La pubblicazione Android Authority ha ricevuto informazioni sull'intenzione di Google di sostituire la piattaforma Chrome OS con una nuova implementazione basata sulla piattaforma Android. A giugno erano state segnalate le intenzioni di utilizzare alcuni componenti di Android in Chrome OS, come il kernel e le librerie di sistema, ma a giudicare dalle nuove informazioni, i piani sono molto più ambiziosi, riguardando una completa unificazione e mantenendo solo Android con la ricreazione di un'interfaccia in stile Chrome OS sopra questa piattaforma.
Tra le motivazioni c'è la volontà di aumentare la concorrenza con l'iPad e di utilizzare in modo più efficace le risorse ingegneristiche, evitando di disperdere gli sforzi su due sistemi operativi. Non vengono fornite dettagli sui piani per l'integrazione dei progetti, ma si prevede che Google inizi gradualmente a sostituire il classico Chrome OS offrendo su nuovi modelli di Chromebook un'interfaccia simile per funzionalità, funzionante sulla base di Android. Secondo informazioni non ufficiali, il primo dispositivo di questo tipo sarà il laptop Pixel Laptop con un firmware basato sulla piattaforma Android, in cui è attivata per impostazione predefinita la modalità desktop introdotta in Android 15.

Ricordiamo che il sistema operativo ChromeOS ricorda per la sua architettura i distributivi Linux aggiornabili in modo atomico, utilizza un kernel Linux con patch specifiche, un gestore di sistema upstart e gli strumenti di costruzione ebuild/portage di Gentoo Linux. Anche se l'ambiente utente di ChromeOS è incentrato sull'uso del web browser, e al posto dei programmi standard vengono utilizzate applicazioni web, la piattaforma comprende un'interfaccia multi-finestra completa, un desktop e una barra delle applicazioni. Per eseguire applicazioni create per Linux e Android vengono utilizzati macchine virtuali, avviati tramite un hypervisor CrosVM, basato su KVM.

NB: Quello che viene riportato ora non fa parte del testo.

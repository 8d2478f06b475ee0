//! Symmetric credentials held by the keyfob
//!
//! Both key types wipe themselves on drop and compare in constant time.
//! Their `Debug` output is a fingerprint, never the key bytes.

use crate::crypto;
use crate::error::{KeyfobError, KeyfobResult};
use std::fmt;
use subtle::ConstantTimeEq;
use zeroize::{Zeroize, ZeroizeOnDrop};

/// Length of the radio master key in bytes
pub const MASTER_KEY_SIZE: usize = 16;

/// Length of the credential exchanged over BLE in bytes
pub const RFID_KEY_SIZE: usize = 10;

/// Long-lived key shared between the keyfob and its peer over the radio link
#[derive(Clone, Zeroize, ZeroizeOnDrop)]
pub struct MasterKey([u8; MASTER_KEY_SIZE]);

impl MasterKey {
    /// Wrap raw key bytes
    pub fn new(bytes: [u8; MASTER_KEY_SIZE]) -> Self {
        Self(bytes)
    }

    /// Copy a key out of a buffer of exactly [`MASTER_KEY_SIZE`] bytes
    pub fn from_slice(bytes: &[u8]) -> KeyfobResult<Self> {
        let array: [u8; MASTER_KEY_SIZE] = bytes
            .try_into()
            .map_err(|_| KeyfobError::Store(format!("master key must be {} bytes", MASTER_KEY_SIZE)))?;
        Ok(Self(array))
    }

    /// Key bytes, for MAC computation only
    pub fn as_bytes(&self) -> &[u8; MASTER_KEY_SIZE] {
        &self.0
    }

    /// Short printable identifier of the key
    pub fn fingerprint(&self) -> String {
        crypto::fingerprint(&self.0)
    }
}

impl PartialEq for MasterKey {
    fn eq(&self, other: &Self) -> bool {
        self.0.as_slice().ct_eq(other.0.as_slice()).into()
    }
}

impl Eq for MasterKey {}

impl fmt::Debug for MasterKey {
    fn fmt(&self, f: &mut fmt::Formatter<'_>) -> fmt::Result {
        write!(f, "MasterKey({})", self.fingerprint())
    }
}

/// Credential the lock controller hands over during BLE bonding
#[derive(Clone, Zeroize, ZeroizeOnDrop)]
pub struct RfidKey([u8; RFID_KEY_SIZE]);

impl RfidKey {
    /// Wrap raw credential bytes
    pub fn new(bytes: [u8; RFID_KEY_SIZE]) -> Self {
        Self(bytes)
    }

    /// Copy a credential out of a buffer of exactly [`RFID_KEY_SIZE`] bytes
    pub fn from_slice(bytes: &[u8]) -> KeyfobResult<Self> {
        let array: [u8; RFID_KEY_SIZE] = bytes.try_into().map_err(|_| {
            KeyfobError::UnknownData(format!(
                "RFID credential must be {} bytes, got {}",
                RFID_KEY_SIZE,
                bytes.len()
            ))
        })?;
        Ok(Self(array))
    }

    /// Credential bytes
    pub fn as_bytes(&self) -> &[u8; RFID_KEY_SIZE] {
        &self.0
    }

    /// Constant-time comparison against an arbitrary buffer
    pub fn matches(&self, value: &[u8]) -> bool {
        value.len() == RFID_KEY_SIZE && bool::from(self.0.as_slice().ct_eq(value))
    }

    /// Short printable identifier of the credential
    pub fn fingerprint(&self) -> String {
        crypto::fingerprint(&self.0)
    }
}

impl PartialEq for RfidKey {
    fn eq(&self, other: &Self) -> bool {
        self.0.as_slice().ct_eq(other.0.as_slice()).into()
    }
}

impl Eq for RfidKey {}

impl fmt::Debug for RfidKey {
    fn fmt(&self, f: &mut fmt::Formatter<'_>) -> fmt::Result {
        write!(f, "RfidKey({})", self.fingerprint())
    }
}
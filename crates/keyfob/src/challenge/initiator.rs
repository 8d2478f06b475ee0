//! Challenge/response initiator

use super::constants::*;
use super::messages::{AckMessage, ChallengeMessage};
use crate::crypto::{self, Nonce};
use crate::error::{KeyfobError, KeyfobResult};
use crate::store::{CredentialStore, MasterKey};
use crate::transport::{Datagram, DatagramTransport};
use crate::types::{AuthOutcome, Millis, PeerId};
use log::{debug, info, warn};
use zeroize::Zeroize;

/// Initiator state
#[derive(Debug, Clone, Copy, PartialEq, Eq)]
pub enum ChallengeState {
    /// Nothing in flight
    Idle,
    /// Challenge sent, waiting for the acknowledgement
    WaitAck,
    /// Acknowledgement verified
    Authenticated,
}

/// Initiator configuration
#[derive(Debug, Clone)]
pub struct ChallengeConfig {
    /// Wait this long for an acknowledgement before retransmitting
    pub retry_timeout_ms: Millis,
    /// Retransmissions before the attempt is abandoned
    pub max_retries: u8,
}

impl Default for ChallengeConfig {
    fn default() -> Self {
        Self {
            retry_timeout_ms: CHALLENGE_RETRY_TIMEOUT,
            max_retries: CHALLENGE_MAX_RETRIES,
        }
    }
}

/// Sends one authenticated message and waits for its acknowledgement
#[derive(Debug)]
pub struct ChallengeInitiator {
    config: ChallengeConfig,
    state: ChallengeState,
    peer: PeerId,
    own_id: PeerId,
    key: Option<MasterKey>,
    nonce: Option<Nonce>,
    frame: Vec<u8>,
    retries: u8,
    deadline: Millis,
}

impl ChallengeInitiator {
    /// Create an idle initiator
    pub fn new(config: ChallengeConfig) -> Self {
        Self {
            config,
            state: ChallengeState::Idle,
            peer: PeerId::BROADCAST,
            own_id: PeerId::BROADCAST,
            key: None,
            nonce: None,
            frame: Vec::new(),
            retries: 0,
            deadline: 0,
        }
    }

    /// Current state
    pub fn state(&self) -> ChallengeState {
        self.state
    }

    /// Retransmissions issued in the current attempt
    pub fn retries(&self) -> u8 {
        self.retries
    }

    /// Drop the attempt and every copy of its key material
    pub fn reset(&mut self) {
        self.state = ChallengeState::Idle;
        self.key = None;
        self.nonce = None;
        self.frame.zeroize();
        self.retries = 0;
    }

    /// Start an authenticated exchange carrying `payload` to `peer`.
    ///
    /// The key shared with `peer` is used when one is stored; otherwise the
    /// device's default key. Fails without transmitting when neither exists.
    pub fn send_message<T, S>(
        &mut self,
        payload: &[u8],
        peer: PeerId,
        store: &S,
        link: &mut T,
        now: Millis,
    ) -> KeyfobResult<()>
    where
        T: DatagramTransport + ?Sized,
        S: CredentialStore + ?Sized,
    {
        self.reset();

        if payload.len() > MAX_PAYLOAD_SIZE {
            return Err(KeyfobError::PayloadTooLarge(payload.len()));
        }

        let key = match store.credential(peer) {
            Some(key) => key,
            None => {
                let (default_id, key) = store
                    .default_credential()
                    .ok_or(KeyfobError::NoCredential(peer))?;
                debug!("No key paired with {}, using default key of {}", peer, default_id);
                key
            }
        };

        let nonce = crypto::generate_nonce();
        let own_id = link.own_address();
        let frame = ChallengeMessage {
            initiator: own_id,
            nonce,
            payload: payload.to_vec(),
        }
        .seal(&key)?;

        if let Err(e) = link.send(peer, &frame) {
            warn!("Challenge to {} could not be sent: {}", peer, e);
            return Err(e.into());
        }

        debug!("Challenge {} sent to {}", hex::encode(&nonce[..4]), peer);
        self.peer = peer;
        self.own_id = own_id;
        self.key = Some(key);
        self.nonce = Some(nonce);
        self.frame = frame;
        self.retries = 0;
        self.deadline = now + self.config.retry_timeout_ms;
        self.state = ChallengeState::WaitAck;
        Ok(())
    }

    /// Advance the exchange
    pub fn poll<T: DatagramTransport + ?Sized>(&mut self, link: &mut T, now: Millis) -> AuthOutcome {
        match self.state {
            ChallengeState::Idle => AuthOutcome::NoAuthentication,
            ChallengeState::Authenticated => AuthOutcome::InitiatorOk,
            ChallengeState::WaitAck => self.poll_wait_ack(link, now),
        }
    }

    fn poll_wait_ack<T: DatagramTransport + ?Sized>(&mut self, link: &mut T, now: Millis) -> AuthOutcome {
        while let Some(datagram) = link.receive() {
            if self.accept(&datagram) {
                info!("Challenge acknowledged by {}", self.peer);
                self.key = None;
                self.nonce = None;
                self.frame.zeroize();
                self.state = ChallengeState::Authenticated;
                return AuthOutcome::InitiatorOk;
            }
        }

        if now < self.deadline {
            return AuthOutcome::Busy;
        }

        if self.retries >= self.config.max_retries {
            info!("No acknowledgement from {} after {} retries", self.peer, self.retries);
            self.reset();
            return AuthOutcome::NoAuthentication;
        }

        self.retries += 1;
        debug!("Retransmitting challenge to {} ({}/{})", self.peer, self.retries, self.config.max_retries);
        if let Err(e) = link.send(self.peer, &self.frame) {
            warn!("Challenge retransmission failed: {}", e);
            self.reset();
            return AuthOutcome::NoAuthentication;
        }
        self.deadline = now + self.config.retry_timeout_ms;
        AuthOutcome::Busy
    }

    fn accept(&self, datagram: &Datagram) -> bool {
        if datagram.from != self.peer {
            debug!("Ignoring frame from {} while waiting for {}", datagram.from, self.peer);
            return false;
        }
        let (Some(key), Some(nonce)) = (self.key.as_ref(), self.nonce.as_ref()) else {
            return false;
        };

        match AckMessage::open(&datagram.data, key) {
            Ok(ack) if ack.nonce == *nonce && ack.initiator == self.own_id && ack.responder == self.peer => true,
            Ok(_) => {
                warn!("Acknowledgement from {} does not match the outstanding challenge", datagram.from);
                false
            }
            Err(e) => {
                warn!("Rejected reply from {}: {}", datagram.from, e);
                false
            }
        }
    }
}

Per impostazione predefinita, su Chrome OS viene applicata la crittografia delle partizioni del disco con i dati degli utenti (tramite fscrypt), mentre le partizioni di sistema vengono montate in modalità di sola lettura, verificate tramite firma digitale e aggiornate in modo atomico (due partizioni radice, una operativa e una per l'installazione degli aggiornamenti, che si alternano). L'output su schermo è gestito tramite lo stack grafico Freon (è in corso il passaggio all'uso di Wayland) e il gestore di finestre Aura. Il codice sorgente è distribuito con licenza libera Apache 2.0.

Inoltre, si segnala la pubblicazione da parte di Bloomberg di informazioni non confermate secondo cui, nell'ambito di un'indagine antitrust, in cui Google è stata riconosciuta come monopolista nel mercato dei motori di ricerca, il Dipartimento di Giustizia degli Stati Uniti intende raccomandare al giudice di emettere un'ingiunzione che obblighi Google a vendere una parte del business legata allo sviluppo del browser Chrome. L'udienza su questioni legate ai cambiamenti che Google dovrà implementare per rimuovere le violazioni della legislazione antitrust è programmata per aprile 2025, mentre la decisione finale è prevista per agosto 2025. Inizialmente si era ipotizzato che l'obbligo per Google sarebbe stata la vendita del business legato alla piattaforma mobile Android.